The pan-European telecoms feeding frenzy continued last week. Vodafone announced that it plans to buy a further 15% of South Africa’s Vodacom Group for up to $2.4bn to tap growth in Africa’s largest economy. The deal will give Vodafone increased exposure to South Africa, the Democratic Republic of Congo, Tanzania, Lesotho and Mozambique.

Vodafone said it planned to buy all the shares of VenFin, owner of the Vodacom stake, for 47.25 rand each. Vodafone would then sell all VenFin’s assets other than the Vodacom stake. Vodacom had an estimated 17.2m customers, including 14.3m in South Africa at the end of June. Vodacom’s customer growth meanwhile was 39% in the year to the end of June, while revenues rose 20% in the 12 months to the end of March.

News of the Vodafone deal came hard on the heels of reports that Swisscom was in talks to acquire Irish operator Eircom for around E3bn. Talks were said to be at an early stage and although Eircom confirmed it has been approached, it refused to name Swisscom as the suitor.
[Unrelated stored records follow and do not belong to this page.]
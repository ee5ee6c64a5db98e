//! [`SqliteStore`] — the SQLite implementation of [`RecordStore`].

use std::path::Path;

use rsvp_core::{key::RecordKey, record::RsvpRecord, store::RecordStore};

use crate::{
  Error, Result,
  encode::{RawRecord, encode_dt, namespace_of},
  schema::{SCHEMA, SCHEMA_VERSION},
};

// ─── Store ───────────────────────────────────────────────────────────────────

/// An RSVP record store backed by a single SQLite file.
///
/// Cloning is cheap — the inner connection is reference-counted.
#[derive(Clone)]
pub struct SqliteStore {
  conn: tokio_rusqlite::Connection,
}

impl SqliteStore {
  /// Open (or create) a store at `path` and run schema initialisation.
  pub async fn open(path: impl AsRef<Path>) -> Result<Self> {
    let conn = tokio_rusqlite::Connection::open(path).await?;
    let store = Self { conn };
    store.init_schema().await?;
    Ok(store)
  }

  /// Open an in-memory store — useful for testing.
  pub async fn open_in_memory() -> Result<Self> {
    let conn = tokio_rusqlite::Connection::open_in_memory().await?;
    let store = Self { conn };
    store.init_schema().await?;
    Ok(store)
  }

  async fn init_schema(&self) -> Result<()> {
    let version = self.schema_version().await?;
    if version >= SCHEMA_VERSION {
      tracing::debug!("schema at version {version}, nothing to apply");
      return Ok(());
    }
    self
      .conn
      .call(|conn| {
        conn.execute_batch(SCHEMA)?;
        Ok(())
      })
      .await?;
    Ok(())
  }

  /// The `user_version` recorded in the database file.
  pub(crate) async fn schema_version(&self) -> Result<i64> {
    let version = self
      .conn
      .call(|conn| Ok(conn.query_row("PRAGMA user_version", [], |row| row.get(0))?))
      .await?;
    Ok(version)
  }
}

// ─── RecordStore impl ────────────────────────────────────────────────────────

impl RecordStore for SqliteStore {
  type Error = Error;

  async fn write(&self, key: &RecordKey, record: &RsvpRecord) -> Result<()> {
    let key_str          = key.to_string();
    let namespace        = key.namespace().to_owned();
    let name             = record.name.clone();
    let email            = record.email.clone();
    let guests           = record.guests.clone();
    let attending        = record.attending.clone();
    let dietary          = record.dietary.clone();
    let message          = record.message.clone();
    let submitted_at_str = encode_dt(record.submitted_at);

    let key_for_insert = key_str.clone();
    let inserted: usize = self
      .conn
      .call(move |conn| {
        Ok(conn.execute(
          "INSERT OR IGNORE INTO rsvps (
             record_key, namespace, name, email, guests,
             attending, dietary, message, submitted_at
           ) VALUES (?1, ?2, ?3, ?4, ?5, ?6, ?7, ?8, ?9)",
          rusqlite::params![
            key_for_insert,
            namespace,
            name,
            email,
            guests,
            attending,
            dietary,
            message,
            submitted_at_str,
          ],
        )?)
      })
      .await?;

    if inserted == 0 {
      return Err(Error::KeyExists(key_str));
    }

    tracing::debug!("stored record {key_str}");
    Ok(())
  }

  async fn list_by_prefix(&self, prefix: &str) -> Result<Vec<RsvpRecord>> {
    let namespace  = namespace_of(prefix).map(str::to_owned);
    let prefix_str = prefix.to_owned();

    let raws: Vec<RawRecord> = self
      .conn
      .call(move |conn| {
        let mut stmt = conn.prepare(
          "SELECT name, email, guests, attending, dietary, message, submitted_at
           FROM rsvps
           WHERE (?1 IS NULL OR namespace = ?1)
             AND substr(record_key, 1, length(?2)) = ?2",
        )?;

        let rows = stmt
          .query_map(rusqlite::params![namespace, prefix_str], RawRecord::from_row)?
          .collect::<rusqlite::Result<Vec<_>>>()?;

        Ok(rows)
      })
      .await?;

    raws.into_iter().map(RawRecord::into_record).collect()
  }
}
//! The response service: validates submissions, persists them, and serves the
//! record collection back to read clients.
//!
//! Each call is independent. Concurrent submissions are not sequenced against
//! each other; the only ordering a record carries is its own `submitted_at`.

use chrono::{DateTime, Utc};
use serde::Serialize;

use crate::{
  Error, Result,
  key::{PREFIX, RecordKey},
  record::{RsvpRecord, Submission},
  store::RecordStore,
  view::{RsvpView, ViewParams, compute_view},
};

// ─── Clock ───────────────────────────────────────────────────────────────────

/// Source of acceptance timestamps.
pub trait Clock: Send + Sync {
  fn now(&self) -> DateTime<Utc>;
}

/// The system UTC clock.
#[derive(Debug, Clone, Copy, Default)]
pub struct SystemClock;

impl Clock for SystemClock {
  fn now(&self) -> DateTime<Utc> { Utc::now() }
}

// ─── Acknowledgement ─────────────────────────────────────────────────────────

/// Returned by [`ResponseService::submit`] once the record is durably written.
#[derive(Debug, Clone, Serialize)]
#[serde(rename_all = "camelCase")]
pub struct Acknowledgement {
  /// Rendered storage key of the new record.
  pub key:    String,
  pub record: RsvpRecord,
}

// ─── Service ─────────────────────────────────────────────────────────────────

/// Request-handling layer over a [`RecordStore`].
pub struct ResponseService<S, C = SystemClock> {
  store: S,
  clock: C,
}

impl<S: RecordStore> ResponseService<S> {
  pub fn new(store: S) -> Self { Self { store, clock: SystemClock } }
}

impl<S, C> ResponseService<S, C>
where
  S: RecordStore,
  C: Clock,
{
  /// Build a service with a caller-supplied clock.
  pub fn with_clock(store: S, clock: C) -> Self { Self { store, clock } }

  /// Validate `submission`, stamp it, and write it as one new record.
  ///
  /// Either the record is written or nothing is: validation failures never
  /// reach the store, and store failures are returned unretried.
  #[tracing::instrument(skip_all, fields(email = submission.email.as_deref().unwrap_or_default()))]
  pub async fn submit(&self, submission: Submission) -> Result<Acknowledgement> {
    let submitted_at = self.clock.now();
    let record = submission.into_record(submitted_at).inspect_err(|e| {
      tracing::debug!("rejected submission: {e}");
    })?;
    let key = RecordKey::derive(&record.email, submitted_at);

    self.store.write(&key, &record).await.map_err(|e| {
      tracing::error!("failed to write RSVP {key}: {e}");
      Error::storage(e)
    })?;

    tracing::info!("RSVP submitted successfully for {}", record.email);
    Ok(Acknowledgement { key: key.to_string(), record })
  }

  /// Return every stored record, unfiltered and in no particular order.
  #[tracing::instrument(skip_all)]
  pub async fn list(&self) -> Result<Vec<RsvpRecord>> {
    self.store.list_by_prefix(PREFIX).await.map_err(|e| {
      tracing::error!("failed to list RSVPs: {e}");
      Error::storage(e)
    })
  }

  /// Fetch one snapshot of the collection and hand it to `f` together with
  /// the dashboard view computed under `params`.
  pub async fn with_view<T>(
    &self,
    params: &ViewParams,
    f: impl FnOnce(RsvpView<'_>) -> T,
  ) -> Result<T> {
    let records = self.list().await?;
    Ok(f(compute_view(&records, params)))
  }
}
Vodafone also recently announced an £820m deal to acquire 10% of Bharti Tele-Ventures (BTVL), India’s leading mobile operator. Announcing the deal, Vodafone chief executive Arun Sarin said Vodafone is keen to extend its footprint into new markets. Vodafone also agreed to sell its 100% interest in Vodafone Sweden to Telenor, the pan-Nordic telecommunications operator for £704m, indicating a shift from highly developed markets such as Scandinavia to developing ones.

Telefonica has attracted investor criticism that it chose to make a massive debt-funded cash offer for a player like O2 which operates in the mature markets of Northern Europe rather than investing in developing markets. But Telefonica already has extensive operations in Latin America and the O2 takeover has enabled it to increase its footprints.

After the acquisition of O2 is complete, Telefonica will have ousted Deutsche Telekom’s mobile arm T-Mobile from its slot as the world’s second largest operator. Now the only company that stands in the way of Telefonica becoming the world’s number one is Vodafone.